Logo

Maritza Bustos

Terapia Aba Chile

Premio Mujer Impacta 2019

Publicado Diciembre 15, 2019
Por Mujer Impacta

Mi vida dio un vuelco tras la llegada de mi segundo hijo, Matías.  En su primer año, los médicos me explicaron que mi niño no caminaría y poco después me confirmaron que tenía autismo. 

El pronóstico que los profesionales nos daban era muy poco esperanzador, por eso visitamos a varios especialistas y realizamos diferentes terapias, pero sus progresos no eran los que esperábamos.

A pesar de todas las adversidades que se nos presentaron tras el diagnóstico de Matías, yo no perdía las esperanzas. De hecho, hice todo lo contrario: mi persistencia por darle una vida digna a mi hijo me llevó a investigar, estudiar y enterarme de cada tema referido al autismo. Así fue como conocí la Terapia ABA.

Encontró La terapia conductual aplicada (ABA) luego de muchas investigaciones. Esta terapia implementa técnicas conductuales, para lograr un cambio positivo y relevante en los pacientes, mediante tres principios básicos: el análisis, el comportamiento y la aplicación. Para mí estos fundamentos tenían mucho sentido y era algo totalmente diferente a todo lo que ya anteriormente había probado.

El único problema era que para entonces esa terapia (nacida en Estados Unidos) no existía en Chile y el país que llevaba más años ejerciéndola era Colombia. Los ingresos de la familia provenían sólo de mi esposo porque yo estaba dedicada a los niños. Como siempre, las posibilidades no parecían estar a favor de la familia; sin embargo, no era algo imposible. Como solución ideé un bingo. 

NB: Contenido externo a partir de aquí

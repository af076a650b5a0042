//! Image representation, loading and saving utilities.

mod load;
mod save;

pub use load::read_image;
pub use save::{save_image, save_image_with_quality};

use image::{ColorType, DynamicImage, ImageBuffer, Luma, LumaA, Rgb, Rgba};
use ndarray::{Array2, Array3, ArrayView2, Axis};

use crate::error::{Error, Result};

/// Number of channels in grayscale images with alpha.
pub const GRAY_ALPHA_CHANNELS: usize = 2;

/// Number of channels in RGB images.
pub const RGB_CHANNELS: usize = 3;

/// Number of channels in RGBA images.
pub const RGBA_CHANNELS: usize = 4;

/// Luminance weights applied to the red, green and blue channels.
pub const LUMA_WEIGHTS: [f32; 3] = [0.2125, 0.7154, 0.0721];

/// An image held as a height x width x channels array of `f32` samples.
///
/// Samples are in the [0, 1] range. Integer data from files is rescaled when
/// it is read and quantized again when it is saved, so every operation in this
/// crate works on the same numeric convention. Grayscale images have 1 channel
/// (2 with alpha), color images have 3 (RGB) or 4 (RGBA). Alpha is always the
/// last channel.
#[derive(Debug, Clone, PartialEq)]
pub struct Image {
    data: Array3<f32>,
}

impl Image {
    /// Wrap an existing array.
    ///
    /// # Errors
    ///
    /// Returns an error if the array has no pixels or a channel count other
    /// than 1 to 4.
    pub fn from_array(data: Array3<f32>) -> Result<Self> {
        let (height, width, channels) = data.dim();
        if height == 0 || width == 0 {
            return Err(Error::invalid(
                "image",
                format!("dimensions must be non-zero, got {height}x{width}"),
            ));
        }
        if !(1..=RGBA_CHANNELS).contains(&channels) {
            return Err(Error::invalid(
                "image",
                format!("expected 1 to 4 channels, got {channels}"),
            ));
        }
        Ok(Self { data })
    }

    /// Wrap a two-dimensional array as a single-channel image.
    ///
    /// # Errors
    ///
    /// Returns an error if the array has no pixels.
    pub fn from_gray(data: Array2<f32>) -> Result<Self> {
        Self::from_array(data.insert_axis(Axis(2)))
    }

    /// Create an image with every sample set to `value`.
    ///
    /// # Errors
    ///
    /// Returns an error under the same conditions as [`Image::from_array`].
    pub fn filled(height: usize, width: usize, channels: usize, value: f32) -> Result<Self> {
        Self::from_array(Array3::from_elem((height, width, channels), value))
    }

    #[must_use]
    pub fn height(&self) -> usize {
        self.data.dim().0
    }

    #[must_use]
    pub fn width(&self) -> usize {
        self.data.dim().1
    }

    #[must_use]
    pub fn channels(&self) -> usize {
        self.data.dim().2
    }

    /// `(height, width, channels)`.
    #[must_use]
    pub fn shape(&self) -> (usize, usize, usize) {
        self.data.dim()
    }

    /// Single channel, no alpha.
    #[must_use]
    pub fn is_gray(&self) -> bool {
        self.channels() == 1
    }

    /// Whether the last channel is alpha (gray + alpha or RGBA).
    #[must_use]
    pub fn has_alpha(&self) -> bool {
        matches!(self.channels(), GRAY_ALPHA_CHANNELS | RGBA_CHANNELS)
    }

    /// Borrow the underlying array.
    #[must_use]
    pub const fn data(&self) -> &Array3<f32> {
        &self.data
    }

    #[must_use]
    pub fn into_array(self) -> Array3<f32> {
        self.data
    }

    /// View a single channel as a height x width array.
    ///
    /// # Panics
    ///
    /// Panics if `index` is not a valid channel.
    #[must_use]
    pub fn channel(&self, index: usize) -> ArrayView2<'_, f32> {
        self.data.index_axis(Axis(2), index)
    }

    /// Reduce the image to a single luminance channel.
    ///
    /// Grayscale images are returned unchanged. Color images are combined with
    /// [`LUMA_WEIGHTS`]; an alpha channel is ignored.
    #[must_use]
    pub fn to_luminance(&self) -> Array2<f32> {
        if self.channels() < RGB_CHANNELS {
            return self.channel(0).to_owned();
        }

        let (height, width, _) = self.shape();
        Array2::from_shape_fn((height, width), |(y, x)| {
            LUMA_WEIGHTS
                .iter()
                .enumerate()
                .map(|(c, w)| w * self.data[[y, x, c]])
                .sum()
        })
    }

    /// Convert a decoded image into the canonical float layout.
    ///
    /// Gray images become one channel and keep their alpha as a second one,
    /// RGBA images keep their alpha, everything else becomes RGB.
    pub(crate) fn from_dynamic(img: &DynamicImage, as_gray: bool) -> Result<Self> {
        let (width, height) = (img.width() as usize, img.height() as usize);

        if as_gray {
            let rgb = Self::from_raw(height, width, RGB_CHANNELS, img.to_rgb32f().into_raw())?;
            return Self::from_gray(rgb.to_luminance());
        }

        match img.color() {
            ColorType::L8 | ColorType::L16 => {
                Self::from_raw(height, width, 1, img.to_luma32f().into_raw())
            }
            ColorType::La8 | ColorType::La16 => Self::from_raw(
                height,
                width,
                GRAY_ALPHA_CHANNELS,
                img.to_luma_alpha32f().into_raw(),
            ),
            ColorType::Rgba8 | ColorType::Rgba16 | ColorType::Rgba32F => {
                Self::from_raw(height, width, RGBA_CHANNELS, img.to_rgba32f().into_raw())
            }
            _ => Self::from_raw(height, width, RGB_CHANNELS, img.to_rgb32f().into_raw()),
        }
    }

    fn from_raw(height: usize, width: usize, channels: usize, raw: Vec<f32>) -> Result<Self> {
        let data = Array3::from_shape_vec((height, width, channels), raw)
            .map_err(|err| Error::invalid("image", err.to_string()))?;
        Self::from_array(data)
    }

    /// Quantize to an 8-bit image, clamping samples to [0, 1].
    #[allow(clippy::cast_possible_truncation)]
    pub(crate) fn to_dynamic(&self) -> DynamicImage {
        // Safe: both dimensions come from a decoded image or a caller array
        // and are far below u32::MAX in practice
        let (width, height) = (self.width() as u32, self.height() as u32);
        let px = |x: u32, y: u32, c: usize| quantize(self.data[[y as usize, x as usize, c]]);

        match self.channels() {
            1 => DynamicImage::ImageLuma8(ImageBuffer::from_fn(width, height, |x, y| {
                Luma([px(x, y, 0)])
            })),
            GRAY_ALPHA_CHANNELS => {
                DynamicImage::ImageLumaA8(ImageBuffer::from_fn(width, height, |x, y| {
                    LumaA([px(x, y, 0), px(x, y, 1)])
                }))
            }
            RGBA_CHANNELS => DynamicImage::ImageRgba8(ImageBuffer::from_fn(width, height, |x, y| {
                Rgba([px(x, y, 0), px(x, y, 1), px(x, y, 2), px(x, y, 3)])
            })),
            _ => DynamicImage::ImageRgb8(ImageBuffer::from_fn(width, height, |x, y| {
                Rgb([px(x, y, 0), px(x, y, 1), px(x, y, 2)])
            })),
        }
    }
}

/// Quantize a [0, 1] sample to 8 bits with clamping.
#[inline]
#[allow(clippy::cast_possible_truncation, clippy::cast_sign_loss)]
pub(crate) fn quantize(value: f32) -> u8 {
    // Safe: clamped to [0, 255] range before casting
    (value.clamp(0.0, 1.0) * 255.0).round() as u8
}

Así nos fuimos todos a Colombia. Gracias al apoyo de amigos, familiares y vecinos del sector, pudimos pagar pasajes y estadías para conocer esta prometedora terapia. Los especialistas trataron a Matías y los resultados fueron favorables. Por eso establecí una relación y un compromiso con la terapia ABA. Me capacité y formé profesionalmente para atender personalmente a mi hijo y, con la ayuda de comisionados de ABA en Sudamérica, logré capacitar a otras personas para llegar a más niños con autismo en Chile. 

El conocimiento adquirido, me llevó a darme cuenta de que no todo estaba perdido. Entendí que el autismo no era una enfermedad y que no todos los diagnósticos son absolutos. Puedo reconocer que soy madre de un niño con una condición, lo que me llevó a explorar un mundo nuevo. 

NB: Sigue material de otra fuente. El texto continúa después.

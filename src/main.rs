//! `imgkit` CLI - compare, match, resize and inspect images.

use std::path::{Path, PathBuf};
use std::process::ExitCode;

use anyhow::{Context, Result};
use clap::{Parser, Subcommand};
use tracing_subscriber::{layer::SubscriberExt, util::SubscriberInitExt};

use imgkit::image::save_image_with_quality;
use imgkit::{combine, image, transform, Config, Image, PlotConfig, Plotter};

/// Compare, match, resize and inspect images.
#[derive(Parser, Debug)]
#[command(name = "imgkit")]
#[command(version, about, long_about = None)]
struct Args {
    #[command(subcommand)]
    command: Command,

    /// Output JPEG quality (1-100).
    #[arg(short, long, default_value = "95", value_name = "INT", global = true)]
    quality: u8,

    /// Directory to write figures to. Without it no figures are rendered.
    #[arg(long, value_name = "DIR", global = true)]
    plot_dir: Option<PathBuf>,

    /// Font file used for figure titles. Defaults to the bundled font.
    #[arg(long, value_name = "FILE", global = true)]
    font: Option<PathBuf>,

    /// Enable verbose output.
    #[arg(short, long, global = true)]
    verbose: bool,
}

#[derive(Subcommand, Debug)]
enum Command {
    /// Structural difference between two images of the same size.
    Diff {
        /// First image.
        first: PathBuf,

        /// Second image.
        second: PathBuf,

        /// Save the normalized difference map here.
        #[arg(short, long, value_name = "FILE")]
        output: Option<PathBuf>,
    },

    /// Match the histogram of SOURCE to REFERENCE.
    Match {
        source: PathBuf,
        reference: PathBuf,
        output: PathBuf,
    },

    /// Resize an image by a proportion between 0 and 1.
    Resize {
        input: PathBuf,
        output: PathBuf,

        /// Scale factor applied to both dimensions.
        #[arg(short, long, value_name = "FLOAT")]
        proportion: f64,
    },

    /// Render red, green and blue histograms of an RGB image.
    Histogram {
        input: PathBuf,
    },
}

fn main() -> ExitCode {
    let args = Args::parse();

    // Initialize logging
    let log_level = if args.verbose { "debug" } else { "info" };
    tracing_subscriber::registry()
        .with(
            tracing_subscriber::EnvFilter::try_from_default_env()
                .unwrap_or_else(|_| format!("imgkit={log_level}").into()),
        )
        .with(tracing_subscriber::fmt::layer().with_target(false))
        .init();

    if let Err(err) = run(&args) {
        tracing::error!("{err:#}");
        return ExitCode::FAILURE;
    }

    ExitCode::SUCCESS
}

fn run(args: &Args) -> Result<()> {
    // Build configuration
    let config = Config {
        output_quality: args.quality,
        plot: PlotConfig {
            output_dir: args.plot_dir.clone(),
            font_path: args.font.clone(),
            ..PlotConfig::default()
        },
    };
    config.validate().context("Invalid configuration")?;

    let mut plotter = Plotter::from_config(&config.plot).context("Failed to set up figures")?;

    match &args.command {
        Command::Diff {
            first,
            second,
            output,
        } => {
            let first = read(first)?;
            let second = read(second)?;

            let diff = combine::find_difference(&first, &second)
                .context("Failed to compute difference")?;
            let map = diff.to_image()?;

            if let Some(path) = output {
                save(&map, path, &config)?;
            }
            plotter.plot_result(&[&first, &second, &map])?;

            println!("Similarity: {:.6}", diff.score);
        }
        Command::Match {
            source,
            reference,
            output,
        } => {
            let source_img = read(source)?;
            let reference_img = read(reference)?;

            let matched = combine::transfer_histogram(&source_img, &reference_img)
                .context("Failed to match histograms")?;
            save(&matched, output, &config)?;
            plotter.plot_result(&[&source_img, &reference_img, &matched])?;

            println!("Matched {} -> {}", source.display(), output.display());
        }
        Command::Resize {
            input,
            output,
            proportion,
        } => {
            let img = read(input)?;

            let resized = transform::resize_image(&img, *proportion)
                .context("Failed to resize image")?;
            save(&resized, output, &config)?;
            plotter.plot_image(&resized)?;

            println!(
                "Resized {}x{} -> {}x{}",
                img.width(),
                img.height(),
                resized.width(),
                resized.height()
            );
        }
        Command::Histogram { input } => {
            if config.plot.output_dir.is_none() {
                anyhow::bail!("--plot-dir is required to write the histogram figure");
            }

            let img = read(input)?;
            plotter.plot_histogram(&img)?;
        }
    }

    Ok(())
}

fn read(path: &Path) -> Result<Image> {
    image::read_image(path, false).with_context(|| format!("Failed to read {}", path.display()))
}

fn save(img: &Image, path: &Path, config: &Config) -> Result<()> {
    save_image_with_quality(img, path, config.output_quality)
        .with_context(|| format!("Failed to save {}", path.display()))
}
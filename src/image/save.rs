//! Image saving utilities.

use std::path::Path;

use image::DynamicImage;

use crate::config::DEFAULT_JPEG_QUALITY;
use crate::error::{Error, Result};

use super::Image;

/// Save an image, inferring the format from the path extension.
///
/// JPEG output uses the default quality of 95.
///
/// # Errors
///
/// Returns an error if the image cannot be encoded or written.
pub fn save_image<P: AsRef<Path>>(image: &Image, path: P) -> Result<()> {
    save_image_with_quality(image, path, DEFAULT_JPEG_QUALITY)
}

/// Save an image with an explicit JPEG quality.
///
/// The image is:
/// 1. Clamped to [0, 1] and quantized to 8 bits
/// 2. Flattened to RGB when written as JPEG, which cannot store alpha
/// 3. Saved to the specified path (format inferred from extension, PNG when
///    there is none)
///
/// # Arguments
///
/// * `image` - Image to save
/// * `path` - Output file path
/// * `quality` - JPEG quality (1-100), ignored for other formats
///
/// # Errors
///
/// Returns an error if the image cannot be saved.
pub fn save_image_with_quality<P: AsRef<Path>>(image: &Image, path: P, quality: u8) -> Result<()> {
    let path = path.as_ref();

    let img = image.to_dynamic();

    // Determine format and save
    let extension = path
        .extension()
        .and_then(|e| e.to_str())
        .map(str::to_lowercase);

    match extension.as_deref() {
        Some("jpg" | "jpeg") => {
            let img = match image.channels() {
                super::GRAY_ALPHA_CHANNELS => DynamicImage::ImageLuma8(img.to_luma8()),
                super::RGBA_CHANNELS => DynamicImage::ImageRgb8(img.to_rgb8()),
                _ => img,
            };
            let mut output = std::fs::File::create(path)?;
            let encoder = image::codecs::jpeg::JpegEncoder::new_with_quality(&mut output, quality);
            img.write_with_encoder(encoder)
                .map_err(|source| Error::ImageSave {
                    path: path.to_path_buf(),
                    source,
                })?;
        }
        Some(_) => {
            img.save(path).map_err(|source| Error::ImageSave {
                path: path.to_path_buf(),
                source,
            })?;
        }
        None => {
            img.save_with_format(path, image::ImageFormat::Png)
                .map_err(|source| Error::ImageSave {
                    path: path.to_path_buf(),
                    source,
                })?;
        }
    }

    tracing::debug!("Saved {}", path.display());
    Ok(())
}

Todo niño es diferente independiente del diagnóstico y tiene derecho a vivir, a recibir y disfrutar la vida. Hay que enseñarle, pero tiene el derecho a ser respetado y no ser rechazado. Un diagnóstico no clasifica a una persona. 

El lema que acompaña a la familia es “Siempre existe una esperanza”, solo que muchos se cansan de buscarla. Yo comprendí que había padres que estaban pasando por lo que nosotros ya habíamos pasado, así que decidí habilitar el primer piso de mi casa para atender a más niños. Así pasamos de tres pacientes a ser 20 familias en menos de 6 meses y al cabo de unos años terminamos cediendo el resto de la casa para realizar las terapias. 

También decidí ampliar mis conocimientos y a los 40 años me aventuré a estudiar psicología junto a mi hijo mayor, ambos becados. Yo me convertí en la profesional que requería Matías y el resto de familias chilenas que tras un diagnóstico piensan que todo está perdido. Ver cómo papás se quiebran cuando llegan al centro, lloran y creen que su hijo no va a lograr nada, me llena de fuerza para seguir preparándome. Recuerdo por todo lo que pasamos como familia y me inspira ver a otras renacer, ese es el premio más gratificante que recibimos; ver que se logró salvar a una familia.

Actualmente Matías tiene 19 años y hace todo lo que los doctores dijeron que no lograría, por eso ella y su familia llevan la esperanza como bandera y son el vivo ejemplo de que todo lo que se quiere en la vida se puede conseguir con determinación y arduo trabajo.